Barzaz Breiz/1846/La Fête de Juin/Bilingue

Barzaz Breiz, édition de 1846
La Fête de Juin



VI


CHANT DE LA FÊTE DE JUIN.


( Dialecte de Cornouaille. )



L’ANCIEN PATRON.


Bonjour à vous, ma belle commère, bonjour à vous ; c’est un amour sincère qui m’amène ici.


L’ANCIENNE PATRONNE.


Ne pensez pas, jeune homme, que je sois votre fiancée, pour une bague d’argent que j’ai reçue de vous.

Reprenez votre bague d’argent et emportez-la ; je n’ai plus d’amour ni pour vous ni pour elle.
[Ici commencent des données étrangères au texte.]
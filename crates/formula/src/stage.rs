//! Staging of source trees.
//!
//! A resource is staged by fetching its archive, checking it, unpacking it
//! into a fresh private directory and applying the planned patch. The
//! returned [`StagedSource`] owns that directory and removes it when
//! dropped, on success and failure alike, unless it was asked to keep it.

use crate::checksum;
use crate::error::{Error, Result};
use crate::fetch::Fetcher;
use crate::types::ResourcePlan;
use flate2::read::GzDecoder;
use std::io::{Cursor, Read, Write};
use std::path::{Path, PathBuf};
use std::process::{Command, Stdio};
use tempfile::TempDir;

/// Magic bytes at the start of a gzip stream.
const GZIP_MAGIC: [u8; 2] = [0x1f, 0x8b];

/// An extracted source tree, ready for the build steps.
#[derive(Debug)]
pub struct StagedSource {
    resource: String,
    root: PathBuf,
    dir: Option<TempDir>,
    keep: bool,
}

impl StagedSource {
    /// Wrap an existing directory. Nothing is removed on drop.
    pub fn existing(resource: impl Into<String>, root: impl Into<PathBuf>) -> Self {
        Self {
            resource: resource.into(),
            root: root.into(),
            dir: None,
            keep: true,
        }
    }

    /// Root of the source tree; step working dirs are relative to it.
    #[must_use]
    pub fn root(&self) -> &Path {
        &self.root
    }

    /// Resource this tree belongs to.
    #[must_use]
    pub fn resource(&self) -> &str {
        &self.resource
    }
}

impl Drop for StagedSource {
    fn drop(&mut self) {
        let Some(dir) = self.dir.take() else {
            return;
        };
        if self.keep {
            let path = dir.keep();
            log::info!("{}: keeping staging directory {}", self.resource, path.display());
        } else {
            let path = dir.path().to_path_buf();
            if let Err(e) = dir.close() {
                log::warn!("{}: failed to remove {}: {e}", self.resource, path.display());
            } else {
                log::debug!("{}: removed staging directory {}", self.resource, path.display());
            }
        }
    }
}

/// Produces a source tree for a planned resource.
pub trait Stager {
    /// Stage one resource.
    ///
    /// # Errors
    ///
    /// Returns a staging error (`FetchFailed`, `ChecksumMismatch`,
    /// `ExtractionFailed`, `PatchApplicationFailed`) or `Io`.
    fn stage(&self, plan: &ResourcePlan) -> Result<StagedSource>;
}

/// Stages resources from verified archives.
pub struct ArchiveStager<F> {
    fetcher: F,
    staging_root: Option<PathBuf>,
    keep: bool,
    patch_program: String,
}

impl<F: Fetcher> ArchiveStager<F> {
    /// Create a stager using the system temp directory.
    pub fn new(fetcher: F) -> Self {
        Self {
            fetcher,
            staging_root: None,
            keep: false,
            patch_program: "patch".to_string(),
        }
    }

    /// Create staging directories under `root` instead.
    #[must_use]
    pub fn staging_root(mut self, root: impl Into<PathBuf>) -> Self {
        self.staging_root = Some(root.into());
        self
    }

    /// Leave staging directories in place after use.
    #[must_use]
    pub fn keep_staging(mut self, keep: bool) -> Self {
        self.keep = keep;
        self
    }

    /// Use another program to apply patches (invoked as `patch` would be).
    #[must_use]
    pub fn patch_program(mut self, program: impl Into<String>) -> Self {
        self.patch_program = program.into();
        self
    }

    /// The underlying fetcher.
    pub fn fetcher(&self) -> &F {
        &self.fetcher
    }

    fn temp_dir(&self, resource: &str) -> Result<TempDir> {
        let prefix = format!("kiln-{resource}-");
        let mut builder = tempfile::Builder::new();
        builder.prefix(&prefix);
        match &self.staging_root {
            Some(root) => {
                std::fs::create_dir_all(root).map_err(|e| Error::io(root, e))?;
                builder.tempdir_in(root).map_err(|e| Error::io(root, e))
            }
            None => builder
                .tempdir()
                .map_err(|e| Error::io(std::env::temp_dir(), e)),
        }
    }
}

impl<F: Fetcher> Stager for ArchiveStager<F> {
    fn stage(&self, plan: &ResourcePlan) -> Result<StagedSource> {
        let name = plan.name();
        let bytes = self.fetcher.fetch_raw(&plan.resource)?;
        checksum::verify(&plan.resource, &bytes)?;

        let dir = self.temp_dir(name)?;
        log::debug!("{name}: staging into {}", dir.path().display());

        // From here on `staged` owns the directory, so every early return
        // below removes it.
        let mut staged = StagedSource {
            resource: name.to_string(),
            root: dir.path().to_path_buf(),
            dir: Some(dir),
            keep: self.keep,
        };

        extract(name, &bytes, &staged.root)?;
        staged.root = source_root(&staged.root)?;

        if let Some(patch) = &plan.patch {
            apply_patch(&self.patch_program, name, &staged.root, patch)?;
        }

        Ok(staged)
    }
}

/// Stager for trees that are already on disk, keyed by resource name.
#[derive(Debug, Clone, Default)]
pub struct DirStager {
    dirs: Vec<(String, PathBuf)>,
}

impl DirStager {
    /// Create an empty stager.
    #[must_use]
    pub fn new() -> Self {
        Self::default()
    }

    /// Serve `dir` for `resource`.
    #[must_use]
    pub fn with(mut self, resource: impl Into<String>, dir: impl Into<PathBuf>) -> Self {
        self.dirs.push((resource.into(), dir.into()));
        self
    }
}

impl Stager for DirStager {
    fn stage(&self, plan: &ResourcePlan) -> Result<StagedSource> {
        self.dirs
            .iter()
            .find(|(name, _)| name == plan.name())
            .map(|(name, dir)| StagedSource::existing(name.clone(), dir.clone()))
            .ok_or_else(|| Error::ExtractionFailed {
                resource: plan.name().to_string(),
                message: "no directory configured".to_string(),
            })
    }
}

/// Unpack a `.tar.gz` (or plain `.tar`) archive into `dest`.
///
/// # Errors
///
/// Returns `Error::ExtractionFailed` for corrupt or unsupported data.
pub fn extract(resource: &str, bytes: &[u8], dest: &Path) -> Result<()> {
    let failed = |message: String| Error::ExtractionFailed {
        resource: resource.to_string(),
        message,
    };

    let reader: Box<dyn Read> = if bytes.starts_with(&GZIP_MAGIC) {
        Box::new(GzDecoder::new(Cursor::new(bytes)))
    } else if is_plain_tar(bytes) {
        Box::new(Cursor::new(bytes))
    } else {
        return Err(failed("unsupported archive format".to_string()));
    };

    let mut archive = tar::Archive::new(reader);
    archive.set_preserve_permissions(true);
    archive.unpack(dest).map_err(|e| failed(e.to_string()))?;

    let empty = std::fs::read_dir(dest)
        .map_err(|e| Error::io(dest, e))?
        .next()
        .is_none();
    if empty {
        return Err(failed("archive is empty".to_string()));
    }

    log::debug!("{resource}: extracted {} bytes into {}", bytes.len(), dest.display());
    Ok(())
}

/// ustar archives carry "ustar" at offset 257.
fn is_plain_tar(bytes: &[u8]) -> bool {
    bytes.get(257..262) == Some(b"ustar".as_slice())
}

/// Descend into the single top-level directory most source archives have.
fn source_root(dir: &Path) -> Result<PathBuf> {
    let mut entries = std::fs::read_dir(dir)
        .map_err(|e| Error::io(dir, e))?
        .collect::<std::io::Result<Vec<_>>>()
        .map_err(|e| Error::io(dir, e))?;

    if entries.len() == 1 {
        let entry = entries.remove(0);
        let path = entry.path();
        if path.is_dir() {
            return Ok(path);
        }
    }
    Ok(dir.to_path_buf())
}

/// Apply a unified diff with `patch -p1`, feeding the diff on stdin.
///
/// # Errors
///
/// Returns `Error::PatchApplicationFailed` with the program's output if it
/// cannot be started or exits non-zero.
pub fn apply_patch(program: &str, resource: &str, root: &Path, diff: &str) -> Result<()> {
    log::info!("{resource}: applying patch");

    let failed = |output: String| Error::PatchApplicationFailed {
        resource: resource.to_string(),
        output,
    };

    let mut child = Command::new(program)
        .args(["-p1", "--forward", "--batch"])
        .current_dir(root)
        .stdin(Stdio::piped())
        .stdout(Stdio::piped())
        .stderr(Stdio::piped())
        .spawn()
        .map_err(|e| failed(format!("could not run {program}: {e}")))?;

    if let Some(mut stdin) = child.stdin.take() {
        // A patcher that exits early closes the pipe; its exit status says why.
        let _ = stdin.write_all(diff.as_bytes());
    }

    let output = child
        .wait_with_output()
        .map_err(|e| failed(format!("{program} did not finish: {e}")))?;

    if output.status.success() {
        log::debug!("{resource}: patch applied");
        Ok(())
    } else {
        let mut text = String::from_utf8_lossy(&output.stdout).into_owned();
        text.push_str(&String::from_utf8_lossy(&output.stderr));
        Err(failed(text.trim_end().to_string()))
    }
}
Il a été un temps, mais ce temps est passé pour moi, où, pour un sourire, je donnais mon cœur.

Mais voilà que le temps me vient chercher querelle, me sourira qui voudra, je ne rirai plus.


L’ANCIEN PATRON.


Autrefois, quand j’étais jeune homme, je portais trois rubans, un vert, un bleu, et un troisième, qui était blanc.

Le vert, je le portais en l’honneur de ma commère ; car je l’aimais dans mon cœur, et bien sincèrement.

Le blanc, je le portais à la face du soleil et de l’aurore, en signe de l’amour pur qui était entre elle et moi.

Le bleu, je le portais, car je voulais toujours vivre en paix avec elle ; et, quand je le regarde, je pousse des soupirs.

Hélas ! hélas ! je suis abandonné maintenant par elle, comme le vieux colombier par la petite colombe volage.


LE NOUVEAU PATRON A LA NOUVELLE PATRONNE.


Voici le temps nouveau de retour avec le mois de juin, le temps où les jeunes garçons et les jeunes filles s’en vont partout se promener ensemble.

Les fleurs se sont ouvertes aujourd’hui dans les prés, et les cœurs des jeunes gens aussi, en tous les coins du monde.

Voici que les aubépines fleurissent et répandent une agréable odeur, et que les petits oiseaux s’accouplent.

Venez avez moi, douce belle, vous promener dans les bois ; nous entendrons le vent frémir dans les feuilles.

Et l’eau du ruisseau murmurer entre les petits cailloux et les oiseaux chanter gaiement à la cime des arbres :

Chanter chacun sa chansonnette, chacun à sa manière ; ils charmeront notre esprit et réjouiront notre cœur.